> _To do_: Word for word, write out all of the entries that follow.

◇ ◇ ◇

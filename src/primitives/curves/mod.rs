use core::fmt;
use core::str::FromStr;

use serde::{Deserialize, Serialize};

use crate::Error;

/// NIST P-256 curve adapter.
pub mod p256;
/// NIST P-384 curve adapter.
pub mod p384;

pub use self::p256::P256;
pub use self::p384::P384;

/// Runtime tag for the supported curves.
///
/// Library code is generic over [`Curve`](crate::Curve); this tag lets callers
/// pick the curve from configuration or the command line and dispatch once.
#[derive(Clone, Copy, Debug, Default, PartialEq, Eq, Hash, Serialize, Deserialize)]
#[cfg_attr(feature = "cli", derive(clap::ValueEnum))]
#[serde(rename_all = "lowercase")]
pub enum CurveKind {
    /// NIST P-256.
    P256,
    /// NIST P-384.
    #[default]
    P384,
}

impl CurveKind {
    /// Canonical lowercase identifier.
    pub fn as_str(&self) -> &'static str {
        match self {
            CurveKind::P256 => "p256",
            CurveKind::P384 => "p384",
        }
    }

    /// Byte length of a private key or randomness value on this curve.
    pub fn scalar_bytes(&self) -> usize {
        use crate::Curve;

        match self {
            CurveKind::P256 => P256::SCALAR_BYTES,
            CurveKind::P384 => P384::SCALAR_BYTES,
        }
    }

    /// Infers the curve from the length of a hex-decoded private key.
    pub fn from_key_len(len: usize) -> Option<Self> {
        [CurveKind::P256, CurveKind::P384]
            .into_iter()
            .find(|kind| kind.scalar_bytes() == len)
    }
}

impl fmt::Display for CurveKind {
    fn fmt(&self, f: &mut fmt::Formatter<'_>) -> fmt::Result {
        f.write_str(self.as_str())
    }
}

impl FromStr for CurveKind {
    type Err = Error;

    fn from_str(s: &str) -> Result<Self, Self::Err> {
        match s.trim().to_ascii_lowercase().replace('-', "").as_str() {
            "p256" | "secp256r1" | "prime256v1" => Ok(CurveKind::P256),
            "p384" | "secp384r1" => Ok(CurveKind::P384),
            other => Err(Error::Config(format!("unsupported curve: {other}"))),
        }
    }
}
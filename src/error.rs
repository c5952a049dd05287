//! Guard verdict errors and their HTTP rendering.

use axum::{
    http::{header, HeaderValue, StatusCode},
    response::{IntoResponse, Response},
    Json,
};
use serde::Serialize;
use thiserror::Error;

use crate::store::StoreError;

/// Why a request was denied before reaching downstream handlers.
#[derive(Debug, Clone, Error)]
pub enum GuardError {
    #[error("CSRF token missing")]
    CsrfMissing,

    #[error("CSRF token expired")]
    CsrfExpired,

    #[error("CSRF token invalid")]
    CsrfInvalid,

    #[error("CSRF token mismatch")]
    CsrfMismatch,

    #[error("Too many requests")]
    RateLimited { retry_after_secs: u64 },

    #[error("Token store unavailable")]
    StoreUnavailable(#[source] StoreError),

    #[error("Request body too large")]
    PayloadTooLarge,
}

impl GuardError {
    /// Stable machine-readable code.
    pub fn code(&self) -> &'static str {
        match self {
            GuardError::CsrfMissing => "CSRF_MISSING",
            GuardError::CsrfExpired => "CSRF_EXPIRED",
            GuardError::CsrfInvalid => "CSRF_INVALID",
            GuardError::CsrfMismatch => "CSRF_MISMATCH",
            GuardError::RateLimited { .. } => "RATE_LIMITED",
            GuardError::StoreUnavailable(_) => "STORE_UNAVAILABLE",
            GuardError::PayloadTooLarge => "PAYLOAD_TOO_LARGE",
        }
    }

    pub fn status(&self) -> StatusCode {
        match self {
            GuardError::CsrfMissing
            | GuardError::CsrfExpired
            | GuardError::CsrfInvalid
            | GuardError::CsrfMismatch => StatusCode::FORBIDDEN,
            GuardError::RateLimited { .. } => StatusCode::TOO_MANY_REQUESTS,
            GuardError::StoreUnavailable(_) => StatusCode::SERVICE_UNAVAILABLE,
            GuardError::PayloadTooLarge => StatusCode::PAYLOAD_TOO_LARGE,
        }
    }

    fn message(&self) -> String {
        match self {
            GuardError::CsrfMissing => {
                "A CSRF token is required in the request header, body or query".to_string()
            }
            GuardError::CsrfExpired => {
                "No valid CSRF token for this session; fetch a new one".to_string()
            }
            GuardError::CsrfInvalid => "The submitted CSRF token does not match".to_string(),
            GuardError::CsrfMismatch => {
                "CSRF cookie and submitted token are missing or differ".to_string()
            }
            GuardError::RateLimited { retry_after_secs } => {
                format!("Rate limit exceeded, retry in {} seconds", retry_after_secs)
            }
            GuardError::StoreUnavailable(_) => {
                "CSRF verification is temporarily unavailable".to_string()
            }
            GuardError::PayloadTooLarge => {
                "Request body exceeds the size that can be checked for a CSRF token".to_string()
            }
        }
    }
}

#[derive(Serialize)]
#[serde(rename_all = "camelCase")]
struct ErrorBody {
    error: String,
    message: String,
    code: &'static str,
    #[serde(skip_serializing_if = "Option::is_none")]
    retry_after: Option<u64>,
}

impl IntoResponse for GuardError {
    fn into_response(self) -> Response {
        let retry_after = match &self {
            GuardError::RateLimited { retry_after_secs } => Some(*retry_after_secs),
            _ => None,
        };
        let body = ErrorBody {
            error: self.to_string(),
            message: self.message(),
            code: self.code(),
            retry_after,
        };

        let mut response = (self.status(), Json(body)).into_response();
        if let Some(secs) = retry_after {
            response
                .headers_mut()
                .insert(header::RETRY_AFTER, HeaderValue::from(secs));
        }
        response
    }
}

◇ ◇ ◇

> _Problem solution_:
filename src/primitives/curves/mod.rs
use core::fmt;
use core::str::FromStr;

use serde::{Deserialize, Serialize};

use crate::Error;

/// NIST P-256 curve adapter.
pub mod p256;
/// NIST P-384 curve adapter.
pub mod p384;

pub use self::p256::P256;
pub use self::p384::P384;

/// Runtime tag for the supported curves.
///
/// Library code is generic over [`Curve`](crate::Curve); this tag lets callers
/// pick the curve from configuration or the command line and dispatch once.
#[derive(Clone, Copy, Debug, Default, PartialEq, Eq, Hash, Serialize, Deserialize)]
#[cfg_attr(feature = "cli", derive(clap::ValueEnum))]
#[serde(rename_all = "lowercase")]
pub enum CurveKind {
    /// NIST P-256.
    P256,
    /// NIST P-384.
    #[default]
    P384,
}

impl CurveKind {
    /// Canonical lowercase identifier.
    pub fn as_str(&self) -> &'static str {
        match self {
            CurveKind::P256 => "p256",
            CurveKind::P384 => "p384",
        }
    }

    /// Byte length of a private key or randomness value on this curve.
    pub fn scalar_bytes(&self) -> usize {
        use crate::Curve;

        match self {
            CurveKind::P256 => P256::SCALAR_BYTES,
            CurveKind::P384 => P384::SCALAR_BYTES,
        }
    }

    /// Infers the curve from the length of a hex-decoded private key.
    pub fn from_key_len(len: usize) -> Option<Self> {
        [CurveKind::P256, CurveKind::P384]
            .into_iter()
            .find(|kind| kind.scalar_bytes() == len)
    }
}

impl fmt::Display for CurveKind {
    fn fmt(&self, f: &mut fmt::Formatter<'_>) -> fmt::Result {
        f.write_str(self.as_str())
    }
}

impl FromStr for CurveKind {
    type Err = Error;

    fn from_str(s: &str) -> Result<Self, Self::Err> {
        match s.trim().to_ascii_lowercase().replace('-', "").as_str() {
            "p256" | "secp256r1" | "prime256v1" => Ok(CurveKind::P256),
            "p384" | "secp384r1" => Ok(CurveKind::P384),
            other => Err(Error::Config(format!("unsupported curve: {other}"))),
        }
    }
}
filename src/error.rs
repository c5952a049dd05287
//! Guard verdict errors and their HTTP rendering.

use axum::{
    http::{header, HeaderValue, StatusCode},
    response::{IntoResponse, Response},
    Json,
};
use serde::Serialize;
use thiserror::Error;

use crate::store::StoreError;

/// Why a request was denied before reaching downstream handlers.
#[derive(Debug, Clone, Error)]
pub enum GuardError {
    #[error("CSRF token missing")]
    CsrfMissing,

    #[error("CSRF token expired")]
    CsrfExpired,

    #[error("CSRF token invalid")]
    CsrfInvalid,

    #[error("CSRF token mismatch")]
    CsrfMismatch,

    #[error("Too many requests")]
    RateLimited { retry_after_secs: u64 },

    #[error("Token store unavailable")]
    StoreUnavailable(#[source] StoreError),

    #[error("Request body too large")]
    PayloadTooLarge,
}

impl GuardError {
    /// Stable machine-readable code.
    pub fn code(&self) -> &'static str {
        match self {
            GuardError::CsrfMissing => "CSRF_MISSING",
            GuardError::CsrfExpired => "CSRF_EXPIRED",
            GuardError::CsrfInvalid => "CSRF_INVALID",
            GuardError::CsrfMismatch => "CSRF_MISMATCH",
            GuardError::RateLimited { .. } => "RATE_LIMITED",
            GuardError::StoreUnavailable(_) => "STORE_UNAVAILABLE",
            GuardError::PayloadTooLarge => "PAYLOAD_TOO_LARGE",
        }
    }

    pub fn status(&self) -> StatusCode {
        match self {
            GuardError::CsrfMissing
            | GuardError::CsrfExpired
            | GuardError::CsrfInvalid
            | GuardError::CsrfMismatch => StatusCode::FORBIDDEN,
            GuardError::RateLimited { .. } => StatusCode::TOO_MANY_REQUESTS,
            GuardError::StoreUnavailable(_) => StatusCode::SERVICE_UNAVAILABLE,
            GuardError::PayloadTooLarge => StatusCode::PAYLOAD_TOO_LARGE,
        }
    }

    fn message(&self) -> String {
        match self {
            GuardError::CsrfMissing => {
                "A CSRF token is required in the request header, body or query".to_string()
            }
            GuardError::CsrfExpired => {
                "No valid CSRF token for this session; fetch a new one".to_string()
            }
            GuardError::CsrfInvalid => "The submitted CSRF token does not match".to_string(),
            GuardError::CsrfMismatch => {
                "CSRF cookie and submitted token are missing or differ".to_string()
            }
            GuardError::RateLimited { retry_after_secs } => {
                format!("Rate limit exceeded, retry in {} seconds", retry_after_secs)
            }
            GuardError::StoreUnavailable(_) => {
                "CSRF verification is temporarily unavailable".to_string()
            }
            GuardError::PayloadTooLarge => {
                "Request body exceeds the size that can be checked for a CSRF token".to_string()
            }
        }
    }
}

#[derive(Serialize)]
#[serde(rename_all = "camelCase")]
struct ErrorBody {
    error: String,
    message: String,
    code: &'static str,
    #[serde(skip_serializing_if = "Option::is_none")]
    retry_after: Option<u64>,
}

impl IntoResponse for GuardError {
    fn into_response(self) -> Response {
        let retry_after = match &self {
            GuardError::RateLimited { retry_after_secs } => Some(*retry_after_secs),
            _ => None,
        };
        let body = ErrorBody {
            error: self.to_string(),
            message: self.message(),
            code: self.code(),
            retry_after,
        };

        let mut response = (self.status(), Json(body)).into_response();
        if let Some(secs) = retry_after {
            response
                .headers_mut()
                .insert(header::RETRY_AFTER, HeaderValue::from(secs));
        }
        response
    }
}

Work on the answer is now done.